City Hopes Cameras Will Deter Gang Activity in South L.A. Park

Angel Jennings, Los Angeles Times, July 22, 2012

In the world of gangsta rap music videos, the one released by local rapper Gee Slick could be considered tame.

Except for a simulated sex scene, some gun violence and the song’s descriptive lyrics — which offer a step-by-step guide to making crack cocaine — it’s a typical video featuring a rapper flanked by a few of his homies.

But the video’s backdrop isn’t a studio or movie set, it’s a city-owned park.

The video was enough to alarm officials, who knew that a Bloods street gang had claimed Jackie Tatum Harvard Park in South Los Angeles. Nobody realized they were filming such graphic material inside the public space. {snip}

{snip}

The video pushed the city to fund cameras at the park, a $200,000 project that had stalled in City Hall for almost three years due to budget constraints. Now, the first camera is slated to go up later this month.

For years, police and city officials have battled gang members at the park.

Reputed gang members would often guard the entrance, denying access to neighbors and construction crews. The situation became so dangerous that Los Angeles City Councilman Bernard C. Parks advised his staff not to enter the park alone.

Police found it difficult to patrol the sprawling facility, which includes a pool, skate ramps and a gymnasium.

“We’ve spent $3 million on the swimming pool and found that less and less people were coming to the park because of gang intimidation,” said Parks, whose district encompasses Harvard Park.

Until recently, the community had very little reason to visit the park, with its brown, brittle grass and worn basketball and tennis courts.

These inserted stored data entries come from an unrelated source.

//! Core TOML config loading: read from path or platform default.

use crate::schema::DuetConfig;
use crate::validation;
use duet_common::ConfigError;
use std::path::Path;
use tracing::{info, warn};

use super::paths::{create_default_config, default_config_path};

/// Load config from a specific TOML file path.
///
/// Deserializes the file using serde defaults for any missing fields.
/// After loading, the config is validated; if validation fails, a warning
/// is logged and the parsed config is returned as-is.
pub fn load_from_path(path: &Path) -> Result<DuetConfig, ConfigError> {
    if !path.exists() {
        return Err(ConfigError::FileNotFound(path.to_path_buf()));
    }

    let content = std::fs::read_to_string(path)
        .map_err(|e| ConfigError::ParseError(format!("failed to read {}: {e}", path.display())))?;

    let config: DuetConfig = toml::from_str(&content)
        .map_err(|e| ConfigError::ParseError(format!("failed to parse TOML: {e}")))?;

    if let Err(e) = validation::validate(&config) {
        warn!("config validation warning: {e}");
    }

    info!("loaded config from {}", path.display());
    Ok(config)
}

/// Load config from `$DUET_CONFIG` or the platform-specific default path.
///
/// On macOS: `~/Library/Application Support/duet/config.toml`
/// On Linux: `~/.config/duet/config.toml`
///
/// If the file does not exist, creates a default config file and returns defaults.
pub fn load_default() -> Result<DuetConfig, ConfigError> {
    let path = default_config_path()?;

    match load_from_path(&path) {
        Ok(config) => Ok(config),
        Err(ConfigError::FileNotFound(_)) => {
            info!("no config found at {}, creating default", path.display());
            create_default_config(&path)?;
            Ok(DuetConfig::default())
        }
        Err(e) => Err(e),
    }
}
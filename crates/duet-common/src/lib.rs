pub mod errors;
pub mod id;

pub use errors::{ConfigError, DuetError};
pub use id::{new_room_id, ConnectionId, RoomId};

pub type Result<T> = std::result::Result<T, DuetError>;
//! Join protocol: capacity and origin checks, then an all-or-nothing
//! update of the room and the registry.

use duet_common::ConnectionId;
use tracing::info;

use crate::coordinator::Coordinator;
use crate::directory::{Room, ROOM_CAPACITY};
use crate::error::JoinError;
use crate::protocol::{Delivery, JoinRequest, ServerEvent};
use crate::registry::Session;

impl Coordinator {
    /// Admit `conn_id` to `request.room_id`, creating the room on first join.
    ///
    /// On success returns `joined-room` for the joiner, `partner-joined` for
    /// every other occupant, and `partner-already-here` for the joiner when the
    /// room is now full. On failure nothing has changed.
    pub async fn join(
        &self,
        conn_id: &ConnectionId,
        request: JoinRequest,
    ) -> Result<Vec<Delivery>, JoinError> {
        self.check_join_payload(&request)?;

        if let Some(existing) = self.registry.get(conn_id).await {
            return Err(JoinError::AlreadyJoined(existing.room_id));
        }

        loop {
            let handle = self
                .directory
                .get_or_create(&request.room_id, self.now())
                .await;
            let mut room = handle.lock().await;

            // Emptied and removed by a concurrent leave while we waited.
            if room.is_retired() {
                continue;
            }

            let result = self.admit(conn_id, &request, &mut room).await;
            if room.is_empty() {
                self.directory.retire(&handle, &mut room).await;
            }
            return result;
        }
    }

    fn check_join_payload(&self, request: &JoinRequest) -> Result<(), JoinError> {
        let limits = &self.policy.limits;
        if request.room_id.is_empty() {
            return Err(JoinError::EmptyRoomId);
        }
        check_len("roomId", request.room_id.as_str(), limits.max_room_id_len)?;
        check_len("userName", &request.display_name, limits.max_name_len)?;
        check_len("avatar", &request.avatar, limits.max_avatar_len)?;
        Ok(())
    }

    /// Runs with the room locked. The session is claimed in the registry
    /// before the room changes, so a connection is never admitted twice.
    async fn admit(
        &self,
        conn_id: &ConnectionId,
        request: &JoinRequest,
        room: &mut Room,
    ) -> Result<Vec<Delivery>, JoinError> {
        if room.contains(conn_id) {
            return Err(JoinError::AlreadyJoined(room.id.clone()));
        }
        if self.policy.dedupe_origins && room.has_origin(&request.origin) {
            return Err(JoinError::OriginAlreadyPresent);
        }
        if room.is_full() {
            return Err(JoinError::RoomFull);
        }

        self.registry
            .try_insert(Session {
                conn_id: conn_id.clone(),
                display_name: request.display_name.clone(),
                avatar: request.avatar.clone(),
                room_id: request.room_id.clone(),
                origin: request.origin.clone(),
            })
            .await
            .map_err(JoinError::AlreadyJoined)?;

        let had_peer = !room.is_empty();
        room.admit(conn_id.clone(), &request.origin);

        let user_count = room.len();
        let now = self.now();
        let mut out = Vec::with_capacity(ROOM_CAPACITY + 1);

        out.push(Delivery::new(
            conn_id.clone(),
            ServerEvent::JoinedRoom {
                room_id: request.room_id.clone(),
                user_count,
                is_alone: user_count == 1,
                music_state: room.playback.snapshot(had_peer.then_some(now)),
            },
        ));

        for other in room.others(conn_id) {
            out.push(Delivery::new(
                other.clone(),
                ServerEvent::PartnerJoined {
                    name: request.display_name.clone(),
                    avatar: request.avatar.clone(),
                    user_count,
                },
            ));
        }

        if user_count == ROOM_CAPACITY {
            let partner_id = room.others(conn_id).next().cloned();
            if let Some(partner_id) = partner_id {
                if let Some(partner) = self.registry.get(&partner_id).await {
                    out.push(Delivery::new(
                        conn_id.clone(),
                        ServerEvent::PartnerAlreadyHere {
                            name: partner.display_name,
                            avatar: partner.avatar,
                        },
                    ));
                }
            }
        }

        info!(
            room = %room.id,
            conn = %conn_id,
            name = %request.display_name,
            users = user_count,
            "Participant joined ({user_count}/{ROOM_CAPACITY})"
        );
        Ok(out)
    }
}

fn check_len(field: &'static str, value: &str, limit: usize) -> Result<(), JoinError> {
    if value.chars().count() > limit {
        return Err(JoinError::PayloadTooLarge { field, limit });
    }
    Ok(())
}
//! Per-section validators.

use std::net::IpAddr;

use crate::schema::DuetConfig;

use super::helpers::validate_range;

/// Validate listener constraints.
pub(crate) fn validate_server(errors: &mut Vec<String>, config: &DuetConfig) {
    let server = &config.server;
    if server.bind.parse::<IpAddr>().is_err() {
        errors.push(format!("server.bind = {:?} is not an IP address", server.bind));
    }
    validate_range(errors, "server.port", server.port, 1, 65535);
    validate_range(errors, "server.ping_interval", server.ping_interval, 5, 300);
    validate_range(errors, "server.join_timeout", server.join_timeout, 0, 3600);
}

/// Validate payload bounds.
pub(crate) fn validate_limits(errors: &mut Vec<String>, config: &DuetConfig) {
    let limits = &config.limits;
    validate_range(errors, "limits.max_message_len", limits.max_message_len, 1, 100_000);
    validate_range(errors, "limits.max_name_len", limits.max_name_len, 1, 256);
    validate_range(errors, "limits.max_avatar_len", limits.max_avatar_len, 1, 1024);
    validate_range(errors, "limits.max_room_id_len", limits.max_room_id_len, 4, 256);
    validate_range(
        errors,
        "limits.max_frame_bytes",
        limits.max_frame_bytes,
        1024,
        16 * 1024 * 1024,
    );
    validate_range(errors, "limits.outbound_queue", limits.outbound_queue, 8, 65536);

    // A frame must be able to carry a maximal chat message (4 bytes per char worst case).
    if limits.max_frame_bytes < limits.max_message_len.saturating_mul(4) {
        errors.push(format!(
            "limits.max_frame_bytes = {} cannot carry limits.max_message_len = {}",
            limits.max_frame_bytes, limits.max_message_len
        ));
    }
}
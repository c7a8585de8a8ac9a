//! Payload size bounds.

use serde::{Deserialize, Serialize};

/// Upper bounds on client-supplied payloads.
///
/// Text lengths are counted in characters, frame size in bytes.
#[derive(Debug, Clone, Serialize, Deserialize)]
#[serde(default)]
pub struct LimitsConfig {
    pub max_message_len: u32,
    pub max_name_len: u32,
    pub max_avatar_len: u32,
    pub max_room_id_len: u32,
    pub max_frame_bytes: u32,
    /// Outbound messages buffered per connection before delivery is dropped.
    pub outbound_queue: u32,
}

impl Default for LimitsConfig {
    fn default() -> Self {
        Self {
            max_message_len: 2000,
            max_name_len: 40,
            max_avatar_len: 64,
            max_room_id_len: 64,
            max_frame_bytes: 65536,
            outbound_queue: 256,
        }
    }
}
//! Configuration schema types for the duet broker.
//!
//! All structs use `serde(default)` so partial configs work correctly.
//! Missing fields are filled with the defaults documented in the template.

mod limits;
mod logging;
mod room;
mod server;

pub use limits::*;
pub use logging::*;
pub use room::*;
pub use server::*;

use serde::{Deserialize, Serialize};

/// Current config schema version.
pub const CONFIG_SCHEMA_VERSION: u32 = 1;

/// Root configuration.
///
/// Only override what you want to change.
#[derive(Debug, Clone, Serialize, Deserialize)]
#[serde(default)]
#[derive(Default)]
pub struct DuetConfig {
    pub server: ServerConfig,
    pub room: RoomConfig,
    pub limits: LimitsConfig,
    pub logging: LoggingConfig,
}

// =============================================================================
// Tests
// =============================================================================
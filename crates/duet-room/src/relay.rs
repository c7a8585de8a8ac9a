//! Event relay: forwards a sender's event to the other occupant.
//!
//! Nothing is ever echoed back to the sender. The only state touched is
//! the room's playback record.

use duet_common::ConnectionId;
use serde_json::Value;
use tracing::debug;

use crate::coordinator::Coordinator;
use crate::error::RelayError;
use crate::playback::PlaybackControl;
use crate::protocol::{Delivery, ServerEvent};
use crate::registry::Session;

/// Events relayed between occupants.
#[derive(Debug, Clone, PartialEq)]
pub enum RelayEvent {
    Message {
        message: String,
        timestamp: Value,
        msg_id: String,
    },
    Typing {
        is_typing: bool,
    },
    /// Delivery receipt for `msg_id`.
    Seen {
        msg_id: String,
    },
    Playback(PlaybackControl),
    Call(CallSignal),
}

/// WebRTC call negotiation. Payloads are passed through untouched.
#[derive(Debug, Clone, PartialEq)]
pub enum CallSignal {
    Request,
    Cancelled,
    Accepted,
    Rejected,
    Ended,
    VideoOffer { offer: Value },
    VideoAnswer { answer: Value },
    IceCandidate { candidate: Value },
    ToggleVideo { enabled: bool },
    ToggleAudio { enabled: bool },
}

impl RelayEvent {
    /// Wire name of the event, for logging.
    pub fn kind(&self) -> &'static str {
        match self {
            RelayEvent::Message { .. } => "send-message",
            RelayEvent::Typing { .. } => "typing",
            RelayEvent::Seen { .. } => "message-seen",
            RelayEvent::Playback(_) => "music-control",
            RelayEvent::Call(signal) => match signal {
                CallSignal::Request => "call-request",
                CallSignal::Cancelled => "call-cancelled",
                CallSignal::Accepted => "call-accepted",
                CallSignal::Rejected => "call-rejected",
                CallSignal::Ended => "call-ended",
                CallSignal::VideoOffer { .. } => "video-offer",
                CallSignal::VideoAnswer { .. } => "video-answer",
                CallSignal::IceCandidate { .. } => "ice-candidate",
                CallSignal::ToggleVideo { .. } => "toggle-video",
                CallSignal::ToggleAudio { .. } => "toggle-audio",
            },
        }
    }
}

impl Coordinator {
    /// Forward `event` from `sender` to the rest of its room.
    ///
    /// Fails with `Unsessioned` if the sender has not joined and
    /// `UnknownRoom` if its room is gone; callers drop both silently.
    pub async fn relay(
        &self,
        sender: &ConnectionId,
        event: RelayEvent,
    ) -> Result<Vec<Delivery>, RelayError> {
        self.check_relay_payload(&event)?;

        let session = self
            .registry
            .get(sender)
            .await
            .ok_or(RelayError::Unsessioned)?;
        let handle = self
            .directory
            .get(&session.room_id)
            .await
            .ok_or_else(|| RelayError::UnknownRoom(session.room_id.clone()))?;

        let mut room = handle.lock().await;
        if room.is_retired() || !room.contains(sender) {
            return Err(RelayError::UnknownRoom(session.room_id.clone()));
        }

        let kind = event.kind();
        let outbound = match event {
            RelayEvent::Message {
                message,
                timestamp,
                msg_id,
            } => ServerEvent::ReceiveMessage {
                from: session.display_name.clone(),
                avatar: session.avatar.clone(),
                message,
                timestamp,
                msg_id,
                socket_id: sender.clone(),
            },
            RelayEvent::Typing { is_typing } => ServerEvent::PartnerTyping {
                is_typing,
                name: session.display_name.clone(),
            },
            RelayEvent::Seen { msg_id } => ServerEvent::MessageSeen { msg_id },
            RelayEvent::Playback(control) => {
                let now = self.now();
                room.playback.apply(control, now);
                ServerEvent::MusicSync(room.playback.snapshot(None))
            }
            RelayEvent::Call(signal) => call_event(&session, signal),
        };

        let out: Vec<Delivery> = room
            .others(sender)
            .map(|peer| Delivery::new(peer.clone(), outbound.clone()))
            .collect();

        debug!(room = %room.id, conn = %sender, kind, peers = out.len(), "Relayed event");
        Ok(out)
    }

    fn check_relay_payload(&self, event: &RelayEvent) -> Result<(), RelayError> {
        match event {
            RelayEvent::Message { message, .. } => {
                let limit = self.policy.limits.max_message_len;
                if message.chars().count() > limit {
                    return Err(RelayError::PayloadTooLarge {
                        field: "message",
                        limit,
                    });
                }
            }
            RelayEvent::Playback(control) if !control.is_valid() => {
                return Err(RelayError::InvalidPlayback(control.position));
            }
            _ => {}
        }
        Ok(())
    }
}

/// Annotate a call signal with the sender identity where the peer needs it.
fn call_event(session: &Session, signal: CallSignal) -> ServerEvent {
    match signal {
        CallSignal::Request => ServerEvent::CallRequest {
            from: session.conn_id.clone(),
            name: session.display_name.clone(),
            avatar: session.avatar.clone(),
        },
        CallSignal::Cancelled => ServerEvent::CallCancelled,
        CallSignal::Accepted => ServerEvent::CallAccepted,
        CallSignal::Rejected => ServerEvent::CallRejected,
        CallSignal::Ended => ServerEvent::CallEnded,
        CallSignal::VideoOffer { offer } => ServerEvent::VideoOffer {
            from: session.conn_id.clone(),
            offer,
        },
        CallSignal::VideoAnswer { answer } => ServerEvent::VideoAnswer {
            from: session.conn_id.clone(),
            answer,
        },
        CallSignal::IceCandidate { candidate } => ServerEvent::IceCandidate { candidate },
        CallSignal::ToggleVideo { enabled } => ServerEvent::ToggleVideo { enabled },
        CallSignal::ToggleAudio { enabled } => ServerEvent::ToggleAudio { enabled },
    }
}
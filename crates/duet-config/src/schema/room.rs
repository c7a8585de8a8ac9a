//! Room admission and departure policy.

use serde::{Deserialize, Serialize};

#[derive(Debug, Clone, Serialize, Deserialize)]
#[serde(default)]
pub struct RoomConfig {
    /// Reject a join whose origin address is already present in the room.
    pub dedupe_origins: bool,
    /// Send `call-ended` alongside `partner-left` when a peer departs.
    pub end_call_on_leave: bool,
}

impl Default for RoomConfig {
    fn default() -> Self {
        Self {
            dedupe_origins: false,
            end_call_on_leave: true,
        }
    }
}
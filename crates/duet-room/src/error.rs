use duet_common::RoomId;

use crate::protocol::ServerEvent;

/// Why a join was refused. No state is changed on any of these.
#[derive(Debug, Clone, PartialEq, Eq, thiserror::Error)]
pub enum JoinError {
    #[error("room is full")]
    RoomFull,

    #[error("origin already connected to this room")]
    OriginAlreadyPresent,

    #[error("connection already joined room {0}")]
    AlreadyJoined(RoomId),

    #[error("room id must not be empty")]
    EmptyRoomId,

    #[error("{field} exceeds {limit} characters")]
    PayloadTooLarge { field: &'static str, limit: usize },
}

impl JoinError {
    /// The single message sent back to the requester.
    pub fn to_event(&self) -> ServerEvent {
        match self {
            JoinError::RoomFull => ServerEvent::RoomFull,
            JoinError::OriginAlreadyPresent => ServerEvent::OriginAlreadyConnected,
            other => ServerEvent::Error {
                message: other.to_string(),
            },
        }
    }
}

#[derive(Debug, Clone, PartialEq, thiserror::Error)]
pub enum RelayError {
    #[error("sender has no active session")]
    Unsessioned,

    #[error("room {0} does not exist")]
    UnknownRoom(RoomId),

    #[error("{field} exceeds {limit} characters")]
    PayloadTooLarge { field: &'static str, limit: usize },

    #[error("invalid playback position {0}")]
    InvalidPlayback(f64),
}

impl RelayError {
    /// Errors expected around join/leave races. Dropped without telling the sender.
    pub fn is_silent(&self) -> bool {
        matches!(self, RelayError::Unsessioned | RelayError::UnknownRoom(_))
    }
}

But in 2009, the park got a facelift.

Officials opened a water park with swimming pools and a slide. The courts were resurfaced. The park’s name was changed to usher in a new beginning.

For a while, things were looking up, until gang members refused to allow construction workers inside the park unless their members were hired to help build the skate ramps.

“It was a very strange situation where [gang reduction] people did not think it was unusual that we pay a bounty to allow construction,” Parks said. “We didn’t think our role is to participate in extortion.”

{snip}

Then, last summer, the music video by Gee Slick surfaced online. The video showed him standing on the gymnasium’s roof rapping about “washing dishes,” slang for cooking crack cocaine.

Two other videos also popped up online. One, a documentary that walks viewers through the intricate process of turning powder cocaine into crack rock, was shot inside the park’s pantry. The other shows footage from behind the scenes of the music video.